The same idea recurs at three scales of fidelity, and they share one skeleton. In 2-D, Cootes, Edwards and Taylor's Active Shape / Active Appearance Models (ASM 1995, AAM 2001) build PCA models of landmark shapes (and, for AAMs, of the shape-free texture too) and fit them to images. In 3-D, Blanz and Vetter's 3D Morphable Model of faces (1999) is the landmark result: a PCA model of 3-D face geometry and texture, fit to a single photograph by analysis-by-synthesis to recover shape, albedo, pose, and lighting at once. The same recipe gives SMPL for human bodies (Loper et al. 2015) and FLAME for faces (Li et al. 2017). Egger et al.'s 2020 survey is the map of the whole territory. We develop the skeleton once; the differences are scale (2-D vs 3-D), what gets a basis (shape, texture, expression), and how the prior is parameterized (linear PCA vs a neural net).

💡 Big lesson (L17, recurrence) — a morphable model is a learned warp basis over a mean

Everywhere in this part the recipe is build a coordinate map, then transport the pixels; what changes is how the map is obtained. A parametric warp solves it from constraints; a morph interpolates a hand-drawn one between two images; a morphable model learns the basis of maps from a training population and then lets you pick one by its coordinates. The mean shape is the origin, the eigen-deformations are the basis vectors, and an instance is a short vector $\mathbf{c}$ of how far to move along each. The payoff of folding correspondence into a learned basis rather than a per-pair drawing is a prior: not every warp is allowed, only the ones the family actually exhibits — which is exactly what lets the model fill in an occluded cheek, reject an implausible fit, and generalize from one photo to a full 3-D face. The same shape — mean + learned basis of deformations + coordinates — underlies SMPL bodies, FLAME faces, and, at the end of the chapter, the latent spaces of generative networks. (L17 is registered in the part introduction, Warping and morphing; here the map is a statistical model rather than a drawn or estimated one.)

📎 Connection

A morphable model is the family-constrained sibling of the per-pair morph of Morphing; its fitting step is an inverse-rendering analysis-by-synthesis that anticipates monocular 3-D reconstruction in 3D and depth; and its linear PCA prior is the classical ancestor of the neural image and shape priors in Deep learning and Super-resolution and image priors.
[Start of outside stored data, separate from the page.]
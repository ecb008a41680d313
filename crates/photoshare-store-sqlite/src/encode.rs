//! Encoding and decoding helpers between domain types and the plain-text
//! representations stored in SQLite columns.
//!
//! Timestamps are stored as RFC 3339 strings with a fixed six fractional
//! digits and a `Z` suffix, so lexical order in SQL equals time order. UUIDs
//! are stored as hyphenated lowercase strings.

use chrono::{DateTime, SecondsFormat, SubsecRound, Utc};
use photoshare_core::{
  activity::{Activity, ActivityKind},
  photo::{Comment, Photo},
  store::UnpairedWrite,
  user::{Credentials, User},
};
use uuid::Uuid;

use crate::{Error, Result};

// ─── Uuid ────────────────────────────────────────────────────────────────────

pub fn encode_uuid(id: Uuid) -> String { id.hyphenated().to_string() }

pub fn decode_uuid(s: &str) -> Result<Uuid> { Ok(Uuid::parse_str(s)?) }

// ─── DateTime<Utc> ───────────────────────────────────────────────────────────

/// Drop precision the column can't hold, so values handed back to callers
/// compare equal to what a later read returns.
pub fn truncate_dt(dt: DateTime<Utc>) -> DateTime<Utc> { dt.trunc_subsecs(6) }

/// The current time at storage precision.
pub fn now() -> DateTime<Utc> { truncate_dt(Utc::now()) }

pub fn encode_dt(dt: DateTime<Utc>) -> String {
  dt.to_rfc3339_opts(SecondsFormat::Micros, true)
}

pub fn decode_dt(s: &str) -> Result<DateTime<Utc>> {
  DateTime::parse_from_rfc3339(s)
    .map(|dt| dt.with_timezone(&Utc))
    .map_err(|e| Error::DateParse(e.to_string()))
}

// ─── ActivityKind ────────────────────────────────────────────────────────────

pub fn encode_kind(kind: ActivityKind) -> &'static str { kind.into() }

pub fn decode_kind(s: &str) -> Result<ActivityKind> {
  s.parse()
    .map_err(|_| Error::Decode(format!("unknown activity kind: {s:?}")))
}

// ─── Row types ───────────────────────────────────────────────────────────────

/// Raw strings read directly from a `users` row.
pub struct RawUser {
  pub user_id:       String,
  pub login_name:    String,
  pub first_name:    String,
  pub last_name:     String,
  pub location:      Option<String>,
  pub description:   Option<String>,
  pub occupation:    Option<String>,
  pub created_at:    String,
  pub password_hash: String,
}

impl RawUser {
  pub fn into_credentials(self) -> Result<Credentials> {
    let user = User {
      user_id:     decode_uuid(&self.user_id)?,
      login_name:  self.login_name,
      first_name:  self.first_name,
      last_name:   self.last_name,
      location:    self.location,
      description: self.description,
      occupation:  self.occupation,
      created_at:  decode_dt(&self.created_at)?,
    };
    Ok(Credentials { user, password_hash: self.password_hash })
  }

  pub fn into_user(self) -> Result<User> {
    Ok(self.into_credentials()?.user)
  }
}

/// Raw strings read directly from a `comments` row.
pub struct RawComment {
  pub comment_id: String,
  pub photo_id:   String,
  pub author_id:  String,
  pub text:       String,
  pub created_at: String,
}

impl RawComment {
  pub fn into_comment(self) -> Result<Comment> {
    Ok(Comment {
      comment_id: decode_uuid(&self.comment_id)?,
      photo_id:   decode_uuid(&self.photo_id)?,
      author_id:  decode_uuid(&self.author_id)?,
      text:       self.text,
      created_at: decode_dt(&self.created_at)?,
    })
  }
}

/// A `photos` row plus the rows of its child tables.
pub struct RawPhoto {
  pub photo_id:    String,
  pub owner_id:    String,
  pub file_ref:    String,
  pub uploaded_at: String,
  pub restricted:  bool,
  /// `photo_shares.user_id`, by position.
  pub shared_with: Vec<String>,
  pub likes:       Vec<String>,
  /// By insertion order.
  pub comments:    Vec<RawComment>,
}

impl RawPhoto {
  pub fn into_photo(self) -> Result<Photo> {
    let sharing_list = if self.restricted {
      Some(
        self
          .shared_with
          .iter()
          .map(|s| decode_uuid(s))
          .collect::<Result<Vec<_>>>()?,
      )
    } else {
      None
    };

    Ok(Photo {
      photo_id: decode_uuid(&self.photo_id)?,
      owner_id: decode_uuid(&self.owner_id)?,
      file_ref: self.file_ref,
      uploaded_at: decode_dt(&self.uploaded_at)?,
      comments: self
        .comments
        .into_iter()
        .map(RawComment::into_comment)
        .collect::<Result<_>>()?,
      likes: self
        .likes
        .iter()
        .map(|s| decode_uuid(s))
        .collect::<Result<_>>()?,
      sharing_list,
    })
  }
}

/// Raw strings read directly from an `activities` row.
pub struct RawActivity {
  pub activity_id: String,
  pub kind:        String,
  pub actor_id:    String,
  pub photo_id:    Option<String>,
  pub created_at:  String,
}

impl RawActivity {
  pub fn into_activity(self) -> Result<Activity> {
    Ok(Activity {
      activity_id: decode_uuid(&self.activity_id)?,
      kind:        decode_kind(&self.kind)?,
      actor_id:    decode_uuid(&self.actor_id)?,
      photo_id:    self.photo_id.as_deref().map(decode_uuid).transpose()?,
      created_at:  decode_dt(&self.created_at)?,
    })
  }
}

/// A primary row found without its paired activity.
pub struct RawUnpaired {
  pub kind:      ActivityKind,
  pub source_id: String,
  pub photo_id:  String,
  pub actor_id:  String,
  pub at:        String,
}

impl RawUnpaired {
  pub fn into_unpaired(self) -> Result<UnpairedWrite> {
    Ok(UnpairedWrite {
      kind:      self.kind,
      actor_id:  decode_uuid(&self.actor_id)?,
      photo_id:  decode_uuid(&self.photo_id)?,
      source_id: decode_uuid(&self.source_id)?,
      at:        decode_dt(&self.at)?,
    })
  }
}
Downstream it powers identity-preserving portrait editing, relighting, and avatar animation.

6.4.1 Step 1 — dense correspondence: the precondition for averaging shapes

Everything rests on a precondition that is easy to state and hard to satisfy: before you can average a hundred faces or take their PCA, every face must be in dense correspondence with every other — the same anatomical point (the tip of the nose, the corner of the left eye, a specific spot on the cheek) must occupy the same index in every example's data vector. Only then does "average the noses" mean averaging noses rather than averaging a nose in one image with a cheek in another. This is the exact lesson of Morphingalign before you blend — promoted from two images to a whole population: you cannot meaningfully average, or compute a covariance over, points that do not correspond.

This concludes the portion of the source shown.